Avec « Le sous-sol », le collectif Belge « Peeping Tom » s’incruste dans la terne programmation du Pavillon Noir, Centre Chorégraphique National d’Aix en Provence. Avec ce partenariat, « Les amis du Théâtre Populaire » auraient pu réussir l’exploit de bouleverser les lignes droites, de bouger les espaces bien définis de ce Centre qui protège son précarré, comme les Chinois surveillent leur flamme olympique. J’avais acheté mes billets à la FNAC où il était indiqué « 19h30 ». Mais « le spectacle commence à 20h30 » me dit avec dédain, l’ouvreur du Pavillon. Certes, mais le « 3bisF », lieu d’Art Contemporain situé à quelques centaines de mètres, programme à 21h, la Compagnie NÖ (une danse à partie d’un diptyque de cordes). Je comptais m’y rendre. Ce que j’avais cru comme une coordination entre les trois structures, n’en ai finalement pas une. Le modèle concurrentiel fait rage, même dans une toute petite ville de 140 000 habitants. Ces ?uvres auraient pu entrer en résonance à partir de passerelles qui suscitent l’imagination du spectateur et des artistes. Par paresse, on continue d’ériger des murs.
J’attends pendant près d’une heure. L’ouvreur pose sur les tables du bar, le journal culturel gratuit « Zibeline ». C’est tout de même étrange : une institution distribue un média dont le rôle serait précisément de dénoncer les aberrations citées plus haut ! Mais « Zibeline » est un « partenaire média » du Pavillon Noir. La boucle est bouclée. Dans ce contexte de filiation, où est la liberté de la presse ? Journalistes et structures culturelles sont quasiment consanguins. Toute proportion gardée, je repense aux leçons de démocratie que nous donnons à la Chine…

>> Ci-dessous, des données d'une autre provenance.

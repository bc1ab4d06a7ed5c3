//! Metric records and their InfluxDB line-protocol encoding
//!
//! A record is a measurement name, a set of string tags, a set of typed
//! fields and an optional timestamp. Without a timestamp the store assigns
//! its own ingestion time.

use std::collections::BTreeMap;
use std::fmt::Write as _;

use chrono::{DateTime, Utc};
use serde::Serialize;

use super::errors::SinkError;

/// Typed value of a single field
#[derive(Debug, Clone, PartialEq, Serialize)]
#[serde(untagged)]
pub enum FieldValue {
    Integer(i64),
    Float(f64),
    Boolean(bool),
    String(String),
}

impl From<i64> for FieldValue {
    fn from(value: i64) -> Self {
        FieldValue::Integer(value)
    }
}

impl From<i32> for FieldValue {
    fn from(value: i32) -> Self {
        FieldValue::Integer(value.into())
    }
}

impl From<u16> for FieldValue {
    fn from(value: u16) -> Self {
        FieldValue::Integer(value.into())
    }
}

impl From<f64> for FieldValue {
    fn from(value: f64) -> Self {
        FieldValue::Float(value)
    }
}

impl From<bool> for FieldValue {
    fn from(value: bool) -> Self {
        FieldValue::Boolean(value)
    }
}

impl From<&str> for FieldValue {
    fn from(value: &str) -> Self {
        FieldValue::String(value.to_string())
    }
}

impl From<String> for FieldValue {
    fn from(value: String) -> Self {
        FieldValue::String(value)
    }
}

/// One tagged, optionally timestamped record
#[derive(Debug, Clone, PartialEq, Serialize)]
pub struct MetricPoint {
    /// Measurement (table) name
    pub measurement: String,

    /// Indexed string tags, kept sorted by key
    pub tags: BTreeMap<String, String>,

    /// Field values, kept sorted by key
    pub fields: BTreeMap<String, FieldValue>,

    /// Record time; `None` lets the store assign one
    pub timestamp: Option<DateTime<Utc>>,
}

impl MetricPoint {
    /// Start a record for `measurement` with no tags, fields or timestamp
    pub fn new(measurement: impl Into<String>) -> Self {
        Self {
            measurement: measurement.into(),
            tags: BTreeMap::new(),
            fields: BTreeMap::new(),
            timestamp: None,
        }
    }

    pub fn tag(mut self, key: impl Into<String>, value: impl Into<String>) -> Self {
        self.tags.insert(key.into(), value.into());
        self
    }

    pub fn field(mut self, key: impl Into<String>, value: impl Into<FieldValue>) -> Self {
        self.fields.insert(key.into(), value.into());
        self
    }

    pub fn timestamp(mut self, timestamp: DateTime<Utc>) -> Self {
        self.timestamp = Some(timestamp);
        self
    }

    /// Encode as one line of InfluxDB line protocol with nanosecond precision
    pub fn to_line_protocol(&self) -> Result<String, SinkError> {
        if self.measurement.is_empty() {
            return Err(SinkError::InvalidPoint("measurement name is empty".to_string()));
        }
        if self.fields.is_empty() {
            return Err(SinkError::InvalidPoint(format!(
                "point for '{}' has no fields",
                self.measurement
            )));
        }

        let mut line = escape_name(&self.measurement, &[',', ' '])?;

        for (key, value) in &self.tags {
            // Empty tag values are not representable; the store drops them too
            if value.is_empty() {
                continue;
            }
            let _ = write!(
                line,
                ",{}={}",
                escape_name(key, &[',', '=', ' '])?,
                escape_name(value, &[',', '=', ' '])?
            );
        }

        let mut separator = ' ';
        for (key, value) in &self.fields {
            line.push(separator);
            separator = ',';
            line.push_str(&escape_name(key, &[',', '=', ' '])?);
            line.push('=');
            line.push_str(&encode_field(key, value)?);
        }

        if let Some(timestamp) = self.timestamp {
            let nanos = timestamp.timestamp_nanos_opt().ok_or_else(|| {
                SinkError::InvalidPoint(format!("timestamp {} out of nanosecond range", timestamp))
            })?;
            let _ = write!(line, " {}", nanos);
        }

        Ok(line)
    }
}

/// Encode a batch, one point per line
pub fn encode_batch(points: &[MetricPoint]) -> Result<String, SinkError> {
    let lines = points
        .iter()
        .map(MetricPoint::to_line_protocol)
        .collect::<Result<Vec<String>, SinkError>>()?;
    Ok(lines.join("\n"))
}

fn encode_field(key: &str, value: &FieldValue) -> Result<String, SinkError> {
    match value {
        FieldValue::Integer(v) => Ok(format!("{}i", v)),
        FieldValue::Float(v) if v.is_finite() => Ok(format!("{}", v)),
        FieldValue::Float(v) => Err(SinkError::InvalidPoint(format!(
            "field '{}' is not finite: {}",
            key, v
        ))),
        FieldValue::Boolean(v) => Ok(v.to_string()),
        FieldValue::String(v) => Ok(format!("\"{}\"", escape(v, &['"', '\\']))),
    }
}

/// Escape a measurement, tag or field key; line breaks would end the record
fn escape_name(raw: &str, special: &[char]) -> Result<String, SinkError> {
    if raw.contains(['\n', '\r']) {
        return Err(SinkError::InvalidPoint(format!(
            "line break in name or tag {:?}",
            raw
        )));
    }
    // Doubled backslashes keep a trailing one from escaping the separator
    let mut special = special.to_vec();
    special.push('\\');
    Ok(escape(raw, &special))
}

fn escape(raw: &str, special: &[char]) -> String {
    let mut escaped = String::with_capacity(raw.len());
    for c in raw.chars() {
        if special.contains(&c) {
            escaped.push('\\');
        }
        escaped.push(c);
    }
    escaped
}
// Deterministic random sources for testing
// This module is only available to unit tests or when the "mock" feature is enabled

use std::collections::VecDeque;

use crate::random::RandomSource;

/// Source that always returns the centre of what it is asked for
///
/// `normal` yields the mean. `uniform` yields `low + fraction * (high - low)`,
/// with the fraction defaulting to one half; a fraction of `0.0` makes every
/// `chance` draw succeed and picks the low end of every magnitude.
#[derive(Debug, Clone, Copy)]
pub struct MeanRandomSource {
    uniform_fraction: f64,
}

impl Default for MeanRandomSource {
    fn default() -> Self {
        Self::new()
    }
}

impl MeanRandomSource {
    pub fn new() -> Self {
        Self {
            uniform_fraction: 0.5,
        }
    }

    /// Configure where in `[low, high]` uniform draws land
    pub fn with_uniform_fraction(mut self, fraction: f64) -> Self {
        self.uniform_fraction = fraction;
        self
    }
}

impl RandomSource for MeanRandomSource {
    fn normal(&mut self, mean: f64, _std_dev: f64) -> f64 {
        mean
    }

    fn uniform(&mut self, low: f64, high: f64) -> f64 {
        low + self.uniform_fraction * (high - low)
    }
}

/// Source that replays queued values, ignoring the requested parameters
///
/// Once a queue runs dry the source falls back to [`MeanRandomSource`].
#[derive(Debug, Clone, Default)]
pub struct ScriptedRandomSource {
    normals: VecDeque<f64>,
    uniforms: VecDeque<f64>,
    fallback: MeanRandomSource,
}

impl ScriptedRandomSource {
    pub fn new() -> Self {
        Self::default()
    }

    /// Queue values returned by successive `normal` calls
    pub fn with_normals(mut self, values: impl IntoIterator<Item = f64>) -> Self {
        self.normals.extend(values);
        self
    }

    /// Queue values returned by successive `uniform` calls
    pub fn with_uniforms(mut self, values: impl IntoIterator<Item = f64>) -> Self {
        self.uniforms.extend(values);
        self
    }

    /// Values not yet consumed, as `(normals, uniforms)`
    pub fn remaining(&self) -> (usize, usize) {
        (self.normals.len(), self.uniforms.len())
    }
}

impl RandomSource for ScriptedRandomSource {
    fn normal(&mut self, mean: f64, std_dev: f64) -> f64 {
        match self.normals.pop_front() {
            Some(value) => value,
            None => self.fallback.normal(mean, std_dev),
        }
    }

    fn uniform(&mut self, low: f64, high: f64) -> f64 {
        match self.uniforms.pop_front() {
            Some(value) => value,
            None => self.fallback.uniform(low, high),
        }
    }
}

#[cfg(test)]
mod tests {
    use super::*;

    #[test]
    fn test_scripted_source_replays_then_falls_back() {
        let mut source = ScriptedRandomSource::new()
            .with_normals([1.0, 2.0])
            .with_uniforms([0.3]);

        assert_eq!(source.normal(50.0, 5.0), 1.0);
        assert_eq!(source.normal(50.0, 5.0), 2.0);
        assert_eq!(source.normal(50.0, 5.0), 50.0);
        assert_eq!(source.uniform(0.0, 10.0), 0.3);
        assert_eq!(source.uniform(0.0, 10.0), 5.0);
        assert_eq!(source.remaining(), (0, 0));
    }

    #[test]
    fn test_mean_source_chance() {
        assert!(!MeanRandomSource::new().chance(0.1));
        assert!(MeanRandomSource::new().with_uniform_fraction(0.0).chance(0.1));
    }
}
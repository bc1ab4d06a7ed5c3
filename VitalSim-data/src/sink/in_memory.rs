use std::sync::{Arc, Mutex};

use async_trait::async_trait;

use super::errors::SinkError;
use super::point::MetricPoint;
use super::MetricsSink;

/// In-memory sink keeping every written batch
///
/// Clones share the same storage, so a test can hand one clone to the
/// scheduler and inspect the other.
#[derive(Debug, Clone)]
pub struct InMemorySink {
    /// Written batches, in write order
    batches: Arc<Mutex<Vec<Vec<MetricPoint>>>>,
}

impl Default for InMemorySink {
    fn default() -> Self {
        Self::new()
    }
}

impl InMemorySink {
    /// Create a new in-memory sink
    pub fn new() -> Self {
        Self {
            batches: Arc::new(Mutex::new(Vec::new())),
        }
    }

    /// All batches written so far
    pub fn batches(&self) -> Result<Vec<Vec<MetricPoint>>, SinkError> {
        let store = self.batches.lock()?;
        Ok(store.clone())
    }

    /// All points written so far, flattened across batches
    pub fn points(&self) -> Result<Vec<MetricPoint>, SinkError> {
        let store = self.batches.lock()?;
        Ok(store.iter().flatten().cloned().collect())
    }

    /// Number of batches written so far
    pub fn batch_count(&self) -> Result<usize, SinkError> {
        let store = self.batches.lock()?;
        Ok(store.len())
    }

    /// Drop everything stored
    pub fn clear(&self) -> Result<(), SinkError> {
        let mut store = self.batches.lock()?;
        store.clear();
        Ok(())
    }
}

#[async_trait]
impl MetricsSink for InMemorySink {
    async fn write(&self, points: &[MetricPoint]) -> Result<(), SinkError> {
        if points.is_empty() {
            return Ok(());
        }

        // Reject what a real store would reject
        for point in points {
            point.to_line_protocol()?;
        }

        let mut store = self.batches.lock()?;
        store.push(points.to_vec());
        Ok(())
    }

    fn describe(&self) -> String {
        "in-memory store".to_string()
    }
}

#[cfg(test)]
mod tests {
    use super::*;

    #[tokio::test]
    async fn test_batches_are_kept_in_order() {
        let sink = InMemorySink::new();
        let handle = sink.clone();

        sink.write(&[MetricPoint::new("m").field("v", 1i64)]).await.unwrap();
        sink.write(&[]).await.unwrap();
        sink.write(&[
            MetricPoint::new("m").field("v", 2i64),
            MetricPoint::new("m").field("v", 3i64),
        ])
        .await
        .unwrap();

        assert_eq!(handle.batch_count().unwrap(), 2);
        let values: Vec<_> = handle
            .points()
            .unwrap()
            .into_iter()
            .map(|p| p.fields["v"].clone())
            .collect();
        assert_eq!(values.len(), 3);

        handle.clear().unwrap();
        assert_eq!(sink.batch_count().unwrap(), 0);
    }

    #[tokio::test]
    async fn test_invalid_point_not_stored() {
        let sink = InMemorySink::new();
        let result = sink.write(&[MetricPoint::new("m")]).await;
        assert!(matches!(result, Err(SinkError::InvalidPoint(_))));
        assert!(sink.batches().unwrap().is_empty());
    }
}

Je lis donc l’interview de « Zibeline » avec Sophie Joissains, 9ème adjointe à la Culture de la Mairie UMP d’Aix en Provence. Elle a appris la politique sous les jupes « panthérisées » de sa mère, magistrat de la ville depuis 2001. La République bananière n’est pas bien loin. Et qu’affirme-t-elle alors que débute son mandat ?
« La culture est sans doute un des domaines où les affaires sont le moins « politisées », c’est-à-dire partisanes. Les différences entre les politiques culturelles des villes ne correspondent pas aux couleurs politiques des mairies. Parfois, mais pas constamment, la gauche à tendance à saupoudrer les subventions, à confondre l’associatif social et le culturel, voire à faire du clientélisme – mais aucun parti n’est à l’abri de ces pratiques. Je reste attaché à une politique culturelle de projets, avec des normes de qualité visant à l’excellence, qui n’oublie pas de toucher un public large en gardant une politique tarifaire basse comme le Grand Théâtre de Provence ou le Pavillon Noir… ».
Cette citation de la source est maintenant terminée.